The summer after this found me with nothing to do. I was always looking for books. There was only one science fiction book on a spinning rack which I had not read at the neighborhood drug store. I noted the new books every week, trying to find one to buy. "Star Wars" by George Lucas (Published May 12, 1977) My memory had me reading this book before the movie by enough time to read and pretty much forget the book. Yet I also KNOW I was at the first showing of the movie in Montgomery, Alabama (a place where nothing ever happened and memories have no excuse to intermingle and be confused.). My research indicated Star Wars had debuted on May 25, 1977. Not enough time between the events.So I thought my memory wrong.I was crestfallen. It cut deep. I have had a lot of memories of my youth "corrected" by family member committee .. yet I KNOW I lived these memories. I have no doubt when I have no doubt.
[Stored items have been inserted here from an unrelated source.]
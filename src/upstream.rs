//! Upstream client: one GET against one provider endpoint.
//!
//! No retry and no caching happen here. A non-2xx status, a network failure
//! or a body that is not JSON all come back as [`UpstreamError`].

use crate::error::UpstreamError;
use async_trait::async_trait;
use governor::{DefaultDirectRateLimiter, Quota, RateLimiter};
use serde_json::Value;
use std::num::NonZeroU32;
use std::time::Duration;
use tracing::{debug, info};

/// Path and query string for a single provider call.
#[derive(Debug, Clone, PartialEq, Eq)]
pub struct UpstreamRequest {
    /// Path relative to the provider's base URL, starting with `/`.
    pub path: String,
    pub query: Vec<(String, String)>,
}

impl UpstreamRequest {
    pub fn new(path: impl Into<String>) -> Self {
        Self {
            path: path.into(),
            query: Vec::new(),
        }
    }

    pub fn param(mut self, name: &str, value: impl ToString) -> Self {
        self.query.push((name.to_string(), value.to_string()));
        self
    }

    pub fn param_opt(self, name: &str, value: Option<impl ToString>) -> Self {
        match value {
            Some(v) => self.param(name, v),
            None => self,
        }
    }
}

#[async_trait]
pub trait Upstream: Send + Sync {
    async fn get_json(&self, request: &UpstreamRequest) -> Result<Value, UpstreamError>;
}

#[derive(Debug, Clone)]
pub struct HttpUpstreamConfig {
    pub base_url: String,
    pub bearer_token: Option<String>,
    pub request_timeout: Duration,
    pub connect_timeout: Duration,
    pub requests_per_minute: u32,
}

/// reqwest-backed upstream with a client-side rate limit.
pub struct HttpUpstream {
    name: &'static str,
    base_url: String,
    bearer_token: Option<String>,
    http_client: reqwest::Client,
    rate_limiter: DefaultDirectRateLimiter,
}

impl HttpUpstream {
    pub fn new(name: &'static str, config: HttpUpstreamConfig) -> Result<Self, reqwest::Error> {
        let http_client = reqwest::Client::builder()
            .timeout(config.request_timeout)
            .connect_timeout(config.connect_timeout)
            .pool_max_idle_per_host(5)
            .user_agent(concat!("sports-aggregator/", env!("CARGO_PKG_VERSION")))
            .build()?;

        let per_minute = NonZeroU32::new(config.requests_per_minute).unwrap_or(NonZeroU32::MIN);
        info!(
            "{} upstream at {} ({} requests/minute)",
            name, config.base_url, per_minute
        );

        Ok(Self {
            name,
            base_url: config.base_url.trim_end_matches('/').to_string(),
            bearer_token: config.bearer_token,
            http_client,
            rate_limiter: RateLimiter::direct(Quota::per_minute(per_minute)),
        })
    }

    fn url_for(&self, request: &UpstreamRequest) -> String {
        format!("{}{}", self.base_url, request.path)
    }
}

#[async_trait]
impl Upstream for HttpUpstream {
    async fn get_json(&self, request: &UpstreamRequest) -> Result<Value, UpstreamError> {
        // Wait for rate limit
        self.rate_limiter.until_ready().await;

        let url = self.url_for(request);
        debug!(provider = self.name, %url, "upstream GET");

        let mut builder = self.http_client.get(&url).query(&request.query);
        if let Some(token) = &self.bearer_token {
            builder = builder.bearer_auth(token);
        }

        let response = builder.send().await.map_err(|source| UpstreamError::Network {
            url: url.clone(),
            source,
        })?;

        let status = response.status();
        let body = response
            .text()
            .await
            .map_err(|source| UpstreamError::Network {
                url: url.clone(),
                source,
            })?;

        if !status.is_success() {
            return Err(UpstreamError::Status {
                url,
                status: status.as_u16(),
                body: truncate(&body, 512),
            });
        }

        serde_json::from_str(&body).map_err(|source| UpstreamError::Body { url, source })
    }
}

fn truncate(body: &str, max: usize) -> String {
    match body.char_indices().nth(max) {
        Some((idx, _)) => format!("{}...", &body[..idx]),
        None => body.to_string(),
    }
}

#[cfg(test)]
mod tests {
    use super::*;

    #[test]
    fn test_request_builder_skips_absent_params() {
        let request = UpstreamRequest::new("/records")
            .param("year", 2024)
            .param_opt("team", Some("Texas"))
            .param_opt("conference", None::<&str>);
        assert_eq!(request.path, "/records");
        assert_eq!(
            request.query,
            vec![
                ("year".to_string(), "2024".to_string()),
                ("team".to_string(), "Texas".to_string())
            ]
        );
    }

    #[test]
    fn test_truncate_long_bodies() {
        assert_eq!(truncate("short", 10), "short");
        assert_eq!(truncate("abcdef", 3), "abc...");
    }
}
I was pretty depressed after doing this research...oh and by the prequels. I certainly could have gotten the book on the week it came out. That rack was always up to date and I firmly remember buying the book figuring it would be awful from the cover. It had more of a comic book feel than my usual science fiction books. I remembered my thrill at the trailer so I put out the money. I will tell about my experience in the theater in a second entry. I just told the story to my wife and luckily remembered the part about seeing the trailer first (Luke saving Princess Leia by swinging on a rope. The roar of the spaceships ...which was the most amazing sound as I tended to think of space as noiseless from seeing 2001: A Space Odyssey). So I did further research convinced again my memories were right. "Star Wars debuted on Wednesday, May 25, 1977....................,IN FEWER THAN 32 THEATERS." Oh so simple. The last place you would have thought a science fiction film to hit it big would be deep south Montgomery Alabama. It was not one of those 32 to be sure. How long to book more theaters of a film no one had confidence in? Why had I been so depressed? 

 Original opening... "long ago in a galaxy far far away" (just a cliche now) was the line that absolutely made the opening. The credit scroll was also new but I was still saying "Cool" and "wow!" at that line. I made little sense of whatever I managed to read with my mind going into strange directions as the past became a future of another civilization. Stunning...

Wikipedia again: "When Star Wars made an unprecedented second opening at Mann's Chinese Theatre on August 3, 1977, thousands of people attended a ceremony in which C-3PO, R2-D2 and Darth Vader placed their footprints in the theater's forecourt. At that time Star Wars was playing in 1,096 theaters in the United States." 

The dates are totally fine as long as they are a bit more than a mere 2 weeks apart....sheesh that had made no sense. I read slowly. So, my earlier research corrected I am fairly certain I actually lived my memories. Small memories...about big things. Regardless of who thinks I am wrong about other memories, I am firmly back on the "he said" side of the "he said, she said" equation. So, actually, I will write that autobiography after all. I believe it just started.

Trev Mac They must have made the trailer before the film was done because there seemed to be some "raw" sound.
But then trailer making was not as much an art at the time, or not as standardized.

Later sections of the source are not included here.